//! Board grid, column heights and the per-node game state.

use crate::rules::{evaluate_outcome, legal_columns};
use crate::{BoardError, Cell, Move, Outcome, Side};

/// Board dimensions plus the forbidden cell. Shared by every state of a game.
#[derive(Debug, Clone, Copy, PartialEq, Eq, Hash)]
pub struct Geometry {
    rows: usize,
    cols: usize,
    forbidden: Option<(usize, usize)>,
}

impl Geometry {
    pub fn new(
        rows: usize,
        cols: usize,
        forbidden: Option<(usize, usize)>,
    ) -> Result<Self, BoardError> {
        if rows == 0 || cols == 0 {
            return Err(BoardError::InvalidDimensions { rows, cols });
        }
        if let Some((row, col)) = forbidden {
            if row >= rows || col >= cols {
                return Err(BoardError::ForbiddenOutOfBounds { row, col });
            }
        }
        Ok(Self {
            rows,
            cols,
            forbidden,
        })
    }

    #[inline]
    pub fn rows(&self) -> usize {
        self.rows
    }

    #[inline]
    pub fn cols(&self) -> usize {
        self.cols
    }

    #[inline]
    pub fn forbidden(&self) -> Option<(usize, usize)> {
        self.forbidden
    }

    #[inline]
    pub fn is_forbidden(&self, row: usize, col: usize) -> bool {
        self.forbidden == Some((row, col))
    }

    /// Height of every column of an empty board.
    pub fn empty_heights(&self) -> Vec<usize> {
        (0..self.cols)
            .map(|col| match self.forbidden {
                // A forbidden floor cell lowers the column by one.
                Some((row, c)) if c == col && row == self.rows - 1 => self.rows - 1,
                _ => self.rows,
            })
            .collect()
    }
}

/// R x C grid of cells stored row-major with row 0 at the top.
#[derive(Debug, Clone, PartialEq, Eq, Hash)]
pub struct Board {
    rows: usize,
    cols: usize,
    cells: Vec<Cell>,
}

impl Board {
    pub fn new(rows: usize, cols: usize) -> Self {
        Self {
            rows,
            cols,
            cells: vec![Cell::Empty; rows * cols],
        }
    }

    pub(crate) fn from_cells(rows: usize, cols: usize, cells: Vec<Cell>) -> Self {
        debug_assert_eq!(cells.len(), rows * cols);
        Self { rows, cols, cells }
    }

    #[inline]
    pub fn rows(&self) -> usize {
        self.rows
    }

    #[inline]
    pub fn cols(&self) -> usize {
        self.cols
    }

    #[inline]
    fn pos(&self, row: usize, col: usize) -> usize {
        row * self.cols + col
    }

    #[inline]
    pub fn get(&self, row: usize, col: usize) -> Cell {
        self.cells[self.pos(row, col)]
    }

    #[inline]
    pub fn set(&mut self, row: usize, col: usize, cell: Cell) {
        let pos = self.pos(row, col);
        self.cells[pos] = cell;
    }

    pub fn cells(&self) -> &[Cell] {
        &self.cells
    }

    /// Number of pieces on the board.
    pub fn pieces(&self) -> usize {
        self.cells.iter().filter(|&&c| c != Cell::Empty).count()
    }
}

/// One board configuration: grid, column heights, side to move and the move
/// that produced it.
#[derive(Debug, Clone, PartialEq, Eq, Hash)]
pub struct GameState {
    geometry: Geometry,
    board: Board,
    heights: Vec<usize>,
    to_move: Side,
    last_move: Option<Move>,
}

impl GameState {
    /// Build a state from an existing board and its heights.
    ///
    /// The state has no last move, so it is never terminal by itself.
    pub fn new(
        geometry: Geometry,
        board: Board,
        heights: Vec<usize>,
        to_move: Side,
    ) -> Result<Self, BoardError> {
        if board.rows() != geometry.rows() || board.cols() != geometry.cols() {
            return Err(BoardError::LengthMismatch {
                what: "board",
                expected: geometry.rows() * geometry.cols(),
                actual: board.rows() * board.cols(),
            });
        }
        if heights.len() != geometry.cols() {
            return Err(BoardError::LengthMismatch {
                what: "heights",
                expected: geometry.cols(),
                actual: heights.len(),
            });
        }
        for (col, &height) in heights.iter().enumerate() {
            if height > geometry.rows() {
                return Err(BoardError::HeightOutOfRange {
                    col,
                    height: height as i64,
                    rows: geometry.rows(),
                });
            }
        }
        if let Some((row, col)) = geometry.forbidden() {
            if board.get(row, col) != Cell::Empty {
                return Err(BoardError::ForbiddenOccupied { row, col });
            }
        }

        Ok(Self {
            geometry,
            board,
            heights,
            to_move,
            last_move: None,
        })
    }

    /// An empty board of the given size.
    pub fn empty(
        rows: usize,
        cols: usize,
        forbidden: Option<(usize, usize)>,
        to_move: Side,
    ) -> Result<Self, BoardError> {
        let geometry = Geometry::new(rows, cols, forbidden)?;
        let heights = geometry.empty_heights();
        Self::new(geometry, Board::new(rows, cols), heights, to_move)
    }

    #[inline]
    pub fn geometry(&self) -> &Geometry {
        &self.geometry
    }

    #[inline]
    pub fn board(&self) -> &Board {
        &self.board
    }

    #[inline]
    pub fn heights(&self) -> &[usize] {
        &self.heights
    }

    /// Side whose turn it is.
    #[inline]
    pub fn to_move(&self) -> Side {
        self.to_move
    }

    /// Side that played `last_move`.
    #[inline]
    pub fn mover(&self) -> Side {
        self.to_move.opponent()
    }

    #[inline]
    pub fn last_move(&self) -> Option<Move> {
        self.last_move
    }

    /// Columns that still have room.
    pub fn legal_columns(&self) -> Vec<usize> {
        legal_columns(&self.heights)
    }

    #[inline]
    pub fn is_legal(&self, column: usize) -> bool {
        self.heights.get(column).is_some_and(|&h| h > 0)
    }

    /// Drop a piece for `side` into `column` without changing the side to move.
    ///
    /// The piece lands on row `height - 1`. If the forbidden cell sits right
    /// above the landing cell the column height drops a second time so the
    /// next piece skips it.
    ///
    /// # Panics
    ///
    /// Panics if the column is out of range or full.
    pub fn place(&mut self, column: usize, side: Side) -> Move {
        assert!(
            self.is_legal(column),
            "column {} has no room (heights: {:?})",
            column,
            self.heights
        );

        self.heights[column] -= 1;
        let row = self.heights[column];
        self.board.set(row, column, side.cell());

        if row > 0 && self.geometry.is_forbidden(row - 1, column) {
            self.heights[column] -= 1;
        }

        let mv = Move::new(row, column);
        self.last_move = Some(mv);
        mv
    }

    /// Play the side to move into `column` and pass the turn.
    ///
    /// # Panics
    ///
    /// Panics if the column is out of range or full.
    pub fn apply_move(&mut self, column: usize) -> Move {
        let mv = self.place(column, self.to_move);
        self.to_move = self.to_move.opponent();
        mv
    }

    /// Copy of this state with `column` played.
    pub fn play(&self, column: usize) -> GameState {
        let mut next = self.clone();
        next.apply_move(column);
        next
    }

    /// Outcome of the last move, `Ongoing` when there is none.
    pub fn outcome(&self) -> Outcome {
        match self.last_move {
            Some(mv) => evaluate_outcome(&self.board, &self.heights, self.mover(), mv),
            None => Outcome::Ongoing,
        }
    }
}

----------------

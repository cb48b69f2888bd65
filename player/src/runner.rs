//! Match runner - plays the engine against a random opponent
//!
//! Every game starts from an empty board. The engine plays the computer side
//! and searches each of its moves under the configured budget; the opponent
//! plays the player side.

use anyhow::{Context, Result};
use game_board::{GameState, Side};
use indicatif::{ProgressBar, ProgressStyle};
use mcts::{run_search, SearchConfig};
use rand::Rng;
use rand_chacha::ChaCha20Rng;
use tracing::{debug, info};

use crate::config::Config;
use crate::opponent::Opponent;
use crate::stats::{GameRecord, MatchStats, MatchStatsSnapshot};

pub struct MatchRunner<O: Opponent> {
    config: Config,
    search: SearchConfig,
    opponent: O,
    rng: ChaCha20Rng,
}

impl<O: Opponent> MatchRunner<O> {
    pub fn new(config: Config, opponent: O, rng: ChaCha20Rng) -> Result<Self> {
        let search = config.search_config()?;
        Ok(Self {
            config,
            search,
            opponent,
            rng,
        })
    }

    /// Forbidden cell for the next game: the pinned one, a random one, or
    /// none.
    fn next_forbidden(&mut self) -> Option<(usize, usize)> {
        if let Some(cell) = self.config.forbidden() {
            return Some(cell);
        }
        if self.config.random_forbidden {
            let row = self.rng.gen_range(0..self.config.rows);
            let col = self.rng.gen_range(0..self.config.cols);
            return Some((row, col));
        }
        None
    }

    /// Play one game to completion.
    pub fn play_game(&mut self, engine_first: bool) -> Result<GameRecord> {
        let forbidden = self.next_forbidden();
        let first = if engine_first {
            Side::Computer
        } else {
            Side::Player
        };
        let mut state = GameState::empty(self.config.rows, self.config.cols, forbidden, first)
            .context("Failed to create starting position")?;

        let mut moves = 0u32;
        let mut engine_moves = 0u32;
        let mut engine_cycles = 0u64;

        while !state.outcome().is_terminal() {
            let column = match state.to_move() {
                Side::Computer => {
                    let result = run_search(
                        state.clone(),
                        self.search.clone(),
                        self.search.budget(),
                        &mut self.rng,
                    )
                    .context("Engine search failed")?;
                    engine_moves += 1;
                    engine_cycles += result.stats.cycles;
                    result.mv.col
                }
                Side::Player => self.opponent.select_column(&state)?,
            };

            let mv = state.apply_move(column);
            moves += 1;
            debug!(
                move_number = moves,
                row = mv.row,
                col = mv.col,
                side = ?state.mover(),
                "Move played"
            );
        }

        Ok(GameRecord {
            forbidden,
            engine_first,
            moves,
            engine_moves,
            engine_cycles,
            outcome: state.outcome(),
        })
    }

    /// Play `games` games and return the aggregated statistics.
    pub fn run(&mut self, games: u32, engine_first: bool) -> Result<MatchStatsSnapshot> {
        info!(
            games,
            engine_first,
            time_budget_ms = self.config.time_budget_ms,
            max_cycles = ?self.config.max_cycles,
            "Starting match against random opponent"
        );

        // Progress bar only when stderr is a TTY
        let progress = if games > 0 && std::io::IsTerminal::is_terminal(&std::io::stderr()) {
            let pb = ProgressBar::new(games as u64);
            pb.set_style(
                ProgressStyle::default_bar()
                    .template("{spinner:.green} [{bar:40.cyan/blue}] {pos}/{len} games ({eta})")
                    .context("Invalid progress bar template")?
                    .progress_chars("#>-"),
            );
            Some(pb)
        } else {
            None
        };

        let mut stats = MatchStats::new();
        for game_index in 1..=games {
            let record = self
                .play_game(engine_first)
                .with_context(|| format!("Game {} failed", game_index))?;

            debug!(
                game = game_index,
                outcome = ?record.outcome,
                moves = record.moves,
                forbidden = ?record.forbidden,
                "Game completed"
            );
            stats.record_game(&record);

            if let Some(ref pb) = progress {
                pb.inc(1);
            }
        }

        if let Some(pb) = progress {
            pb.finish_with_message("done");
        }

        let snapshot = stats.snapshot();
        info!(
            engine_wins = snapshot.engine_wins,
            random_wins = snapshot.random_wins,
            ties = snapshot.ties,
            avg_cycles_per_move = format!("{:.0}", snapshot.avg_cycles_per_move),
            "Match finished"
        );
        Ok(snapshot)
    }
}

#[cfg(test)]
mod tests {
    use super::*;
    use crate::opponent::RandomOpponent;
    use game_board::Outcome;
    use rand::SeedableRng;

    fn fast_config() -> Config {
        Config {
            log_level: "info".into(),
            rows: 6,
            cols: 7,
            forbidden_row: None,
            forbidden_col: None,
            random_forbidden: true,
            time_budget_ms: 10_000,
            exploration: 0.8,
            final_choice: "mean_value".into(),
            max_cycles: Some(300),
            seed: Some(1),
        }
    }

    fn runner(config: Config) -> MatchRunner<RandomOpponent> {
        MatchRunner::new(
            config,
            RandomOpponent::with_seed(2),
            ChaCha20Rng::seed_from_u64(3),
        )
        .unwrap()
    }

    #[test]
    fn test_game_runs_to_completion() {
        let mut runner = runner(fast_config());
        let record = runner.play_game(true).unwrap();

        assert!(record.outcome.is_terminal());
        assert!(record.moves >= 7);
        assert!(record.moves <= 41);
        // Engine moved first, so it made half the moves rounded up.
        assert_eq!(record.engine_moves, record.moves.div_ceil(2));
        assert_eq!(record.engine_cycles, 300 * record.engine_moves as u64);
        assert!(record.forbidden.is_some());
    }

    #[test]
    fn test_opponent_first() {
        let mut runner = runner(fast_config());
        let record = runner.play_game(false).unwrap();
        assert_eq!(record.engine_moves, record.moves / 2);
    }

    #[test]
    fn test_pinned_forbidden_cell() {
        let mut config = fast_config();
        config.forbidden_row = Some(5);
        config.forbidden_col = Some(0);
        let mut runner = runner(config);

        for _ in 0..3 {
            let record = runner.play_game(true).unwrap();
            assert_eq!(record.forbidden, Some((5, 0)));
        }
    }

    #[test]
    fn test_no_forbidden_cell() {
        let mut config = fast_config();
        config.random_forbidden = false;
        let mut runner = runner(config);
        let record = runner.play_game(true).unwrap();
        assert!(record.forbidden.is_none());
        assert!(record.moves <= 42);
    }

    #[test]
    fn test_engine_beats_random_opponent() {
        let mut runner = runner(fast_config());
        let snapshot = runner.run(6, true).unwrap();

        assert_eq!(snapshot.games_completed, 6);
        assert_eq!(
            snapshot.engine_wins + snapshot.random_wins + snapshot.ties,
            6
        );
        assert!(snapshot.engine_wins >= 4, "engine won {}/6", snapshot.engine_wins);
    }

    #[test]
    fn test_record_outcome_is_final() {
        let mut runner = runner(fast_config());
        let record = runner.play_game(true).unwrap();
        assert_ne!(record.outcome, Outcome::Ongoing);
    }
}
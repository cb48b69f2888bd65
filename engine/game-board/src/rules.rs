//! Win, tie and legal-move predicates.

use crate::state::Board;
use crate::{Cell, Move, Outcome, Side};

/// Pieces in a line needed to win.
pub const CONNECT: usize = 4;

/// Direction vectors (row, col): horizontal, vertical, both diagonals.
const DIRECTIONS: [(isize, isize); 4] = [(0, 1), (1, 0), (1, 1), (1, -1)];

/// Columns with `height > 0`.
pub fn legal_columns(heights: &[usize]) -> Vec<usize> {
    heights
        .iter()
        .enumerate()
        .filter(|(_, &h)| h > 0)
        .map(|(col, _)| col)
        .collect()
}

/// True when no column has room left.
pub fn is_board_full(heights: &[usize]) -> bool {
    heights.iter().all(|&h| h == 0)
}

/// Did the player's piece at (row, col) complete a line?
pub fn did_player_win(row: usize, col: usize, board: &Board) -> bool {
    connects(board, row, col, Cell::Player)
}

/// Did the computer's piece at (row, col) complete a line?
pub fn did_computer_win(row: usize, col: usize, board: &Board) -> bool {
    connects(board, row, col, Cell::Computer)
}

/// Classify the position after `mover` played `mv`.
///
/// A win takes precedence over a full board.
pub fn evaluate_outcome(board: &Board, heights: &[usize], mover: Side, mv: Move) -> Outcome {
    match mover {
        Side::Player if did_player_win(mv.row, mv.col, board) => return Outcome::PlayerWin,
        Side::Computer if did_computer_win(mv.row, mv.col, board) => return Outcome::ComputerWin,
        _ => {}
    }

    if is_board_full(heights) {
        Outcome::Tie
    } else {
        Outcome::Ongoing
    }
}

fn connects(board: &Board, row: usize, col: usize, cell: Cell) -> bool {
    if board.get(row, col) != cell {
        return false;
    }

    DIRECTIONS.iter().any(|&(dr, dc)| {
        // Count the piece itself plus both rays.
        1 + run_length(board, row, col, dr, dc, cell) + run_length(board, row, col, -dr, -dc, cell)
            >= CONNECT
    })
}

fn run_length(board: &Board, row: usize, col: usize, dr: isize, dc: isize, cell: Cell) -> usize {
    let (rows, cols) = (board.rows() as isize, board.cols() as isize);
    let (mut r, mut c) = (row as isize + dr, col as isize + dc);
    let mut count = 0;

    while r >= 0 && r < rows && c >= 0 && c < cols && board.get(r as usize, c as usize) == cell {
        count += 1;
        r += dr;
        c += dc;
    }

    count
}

----------------

◆ Directions for this task
Begin with the line that has "row * self.cols + col" in the listing above and end after the line that has "and the move"; output those lines exactly.

◆ Completed exercise
        row * self.cols + col
    }

    #[inline]
    pub fn get(&self, row: usize, col: usize) -> Cell {
        self.cells[self.pos(row, col)]
    }

    #[inline]
    pub fn set(&mut self, row: usize, col: usize, cell: Cell) {
        let pos = self.pos(row, col);
        self.cells[pos] = cell;
    }

    pub fn cells(&self) -> &[Cell] {
        &self.cells
    }

    /// Number of pieces on the board.
    pub fn pieces(&self) -> usize {
        self.cells.iter().filter(|&&c| c != Cell::Empty).count()
    }
}

/// One board configuration: grid, column heights, side to move and the move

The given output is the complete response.